### Task brief
Find "use crate::engine::types::CanonicalRecord;" in the data below; transcribe the line it appears on and each line after it, exactly, to the end, and nothing else.
+ + + + +
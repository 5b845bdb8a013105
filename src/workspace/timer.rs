//! Single-slot timers.
//!
//! Each controller in the workspace owns exactly one [`TimerSlot`] per kind of
//! timer. Arming a slot always aborts whatever it held before, so a slot never
//! has more than one pending fire. Dropping the slot aborts it too.
//!
//! Slots hold tokio tasks, which die with the runtime: a pending timer never
//! keeps the process alive.

use std::future::Future;
use std::time::Duration;

use tokio::task::{AbortHandle, JoinHandle};

/// Owner of at most one scheduled task.
#[derive(Debug, Default)]
pub struct TimerSlot {
    handle: Option<JoinHandle<()>>,
}

impl TimerSlot {
    #[must_use]
    pub fn new() -> Self {
        Self::default()
    }

    /// Run `on_fire` once after `delay`, replacing any pending timer.
    pub fn arm<F>(&mut self, delay: Duration, on_fire: F)
    where
        F: Future<Output = ()> + Send + 'static,
    {
        self.arm_task(async move {
            tokio::time::sleep(delay).await;
            on_fire.await;
        });
    }

    /// Run an arbitrary task (e.g. an interval loop), replacing any pending one.
    pub fn arm_task<F>(&mut self, task: F)
    where
        F: Future<Output = ()> + Send + 'static,
    {
        self.cancel();
        self.handle = Some(tokio::spawn(task));
    }

    /// Abort the pending task. Returns `true` if one was still running.
    pub fn cancel(&mut self) -> bool {
        match self.handle.take() {
            Some(handle) => {
                let running = !handle.is_finished();
                handle.abort();
                running
            }
            None => false,
        }
    }

    /// Whether a task is scheduled and has not finished.
    #[must_use]
    pub fn is_armed(&self) -> bool {
        self.handle.as_ref().is_some_and(|h| !h.is_finished())
    }

    /// Handle that can abort the current task from elsewhere.
    #[must_use]
    pub fn abort_handle(&self) -> Option<AbortHandle> {
        self.handle.as_ref().map(JoinHandle::abort_handle)
    }
}

impl Drop for TimerSlot {
    fn drop(&mut self) {
        self.cancel();
    }
}

#[cfg(test)]
mod tests {
    use super::*;
    use std::sync::Arc;
    use std::sync::atomic::{AtomicUsize, Ordering};

    fn bump(count: &Arc<AtomicUsize>) -> impl Future<Output = ()> + Send + 'static {
        let count = Arc::clone(count);
        async move {
            count.fetch_add(1, Ordering::SeqCst);
        }
    }

    #[tokio::test(start_paused = true)]
    async fn test_fires_once_after_delay() {
        let count = Arc::new(AtomicUsize::new(0));
        let mut slot = TimerSlot::new();
        slot.arm(Duration::from_secs(5), bump(&count));
        assert!(slot.is_armed());

        tokio::time::sleep(Duration::from_millis(4_999)).await;
        assert_eq!(count.load(Ordering::SeqCst), 0);

        tokio::time::sleep(Duration::from_millis(2)).await;
        assert_eq!(count.load(Ordering::SeqCst), 1);
        assert!(!slot.is_armed());
    }

    #[tokio::test(start_paused = true)]
    async fn test_rearm_replaces_pending_timer() {
        let count = Arc::new(AtomicUsize::new(0));
        let mut slot = TimerSlot::new();
        slot.arm(Duration::from_secs(1), bump(&count));
        slot.arm(Duration::from_secs(3), bump(&count));

        tokio::time::sleep(Duration::from_secs(10)).await;
        assert_eq!(count.load(Ordering::SeqCst), 1);
    }

    #[tokio::test(start_paused = true)]
    async fn test_drop_cancels() {
        let count = Arc::new(AtomicUsize::new(0));
        {
            let mut slot = TimerSlot::new();
            slot.arm(Duration::from_secs(1), bump(&count));
        }
        tokio::time::sleep(Duration::from_secs(2)).await;
        assert_eq!(count.load(Ordering::SeqCst), 0);
    }

    #[tokio::test(start_paused = true)]
    async fn test_cancel_reports_running_state() {
        let count = Arc::new(AtomicUsize::new(0));
        let mut slot = TimerSlot::new();
        assert!(!slot.cancel());
        slot.arm(Duration::from_secs(1), bump(&count));
        assert!(slot.cancel());
        assert!(!slot.is_armed());
    }
}
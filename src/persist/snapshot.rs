//! Pure conversions between the in-memory `Snapshot` and the serializable snapshot type.
//!
//! This file MUST NOT touch the filesystem. Only struct <-> struct mapping lives here.

use chrono::Utc;

use crate::engine::types::Snapshot;
use crate::persist::types::{PersistError, PersistResult, SnapshotData, SNAPSHOT_SCHEMA_VERSION};

/// Build the persisted form of a snapshot, stamped with the commit time.
pub fn from_snapshot(snapshot: &Snapshot) -> SnapshotData {
    SnapshotData {
        version: SNAPSHOT_SCHEMA_VERSION,
        committed_at: Utc::now(),
        pools: snapshot.iter().map(|r| (r.token.clone(), r.clone())).collect(),
    }
}

/// Rebuild a `Snapshot` from persisted data.
/// Rejects other schema versions and entries whose key disagrees with their token.
pub fn to_snapshot(data: &SnapshotData) -> PersistResult<Snapshot> {
    if data.version != SNAPSHOT_SCHEMA_VERSION {
        return Err(PersistError::FormatMismatch {
            found: data.version,
            expected: SNAPSHOT_SCHEMA_VERSION,
        });
    }

    let mut snapshot = Snapshot::new();
    for (key, record) in &data.pools {
        if key != &record.token {
            return Err(PersistError::KeyMismatch {
                key: key.clone(),
                token: record.token.clone(),
            });
        }
        snapshot.insert(record.clone());
    }
    Ok(snapshot)
}
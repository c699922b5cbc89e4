use std::collections::BTreeMap;

use chrono::{DateTime, Utc};
use thiserror::Error;

use crate::engine::types::CanonicalRecord;

#[derive(Debug, Error)]
pub enum PersistError {
    #[error("I/O failure: {0}")]
    Io(#[from] std::io::Error),

    #[error("serialization error: {0}")]
    Serialization(#[from] serde_json::Error),

    #[error("csv error: {0}")]
    Csv(#[from] csv::Error),

    #[error("snapshot schema version {found}, expected {expected}")]
    FormatMismatch { found: u32, expected: u32 },

    #[error("snapshot entry {key:?} holds token {token:?}")]
    KeyMismatch { key: String, token: String },
}

pub type PersistResult<T> = Result<T, PersistError>;

pub const SNAPSHOT_SCHEMA_VERSION: u32 = 1;

/// On-disk form of the last committed snapshot.
#[derive(Debug, Clone, PartialEq, serde::Serialize, serde::Deserialize)]
pub struct SnapshotData {
    pub version: u32,
    pub committed_at: DateTime<Utc>,
    pub pools: BTreeMap<String, CanonicalRecord>,
}

/// Header of the history CSV, in column order.
pub const HISTORY_COLUMNS: [&str; 6] = ["timestamp", "token", "capacity", "ft_apy_30d", "token_apr", "tvl"];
+ + + + +
### Solution
use crate::engine::types::CanonicalRecord;

#[derive(Debug, Error)]
pub enum PersistError {
    #[error("I/O failure: {0}")]
    Io(#[from] std::io::Error),

    #[error("serialization error: {0}")]
    Serialization(#[from] serde_json::Error),

    #[error("csv error: {0}")]
    Csv(#[from] csv::Error),

    #[error("snapshot schema version {found}, expected {expected}")]
    FormatMismatch { found: u32, expected: u32 },

    #[error("snapshot entry {key:?} holds token {token:?}")]
    KeyMismatch { key: String, token: String },
}

pub type PersistResult<T> = Result<T, PersistError>;

pub const SNAPSHOT_SCHEMA_VERSION: u32 = 1;

/// On-disk form of the last committed snapshot.
#[derive(Debug, Clone, PartialEq, serde::Serialize, serde::Deserialize)]
pub struct SnapshotData {
    pub version: u32,
    pub committed_at: DateTime<Utc>,
    pub pools: BTreeMap<String, CanonicalRecord>,
}

/// Header of the history CSV, in column order.
pub const HISTORY_COLUMNS: [&str; 6] = ["timestamp", "token", "capacity", "ft_apy_30d", "token_apr", "tvl"];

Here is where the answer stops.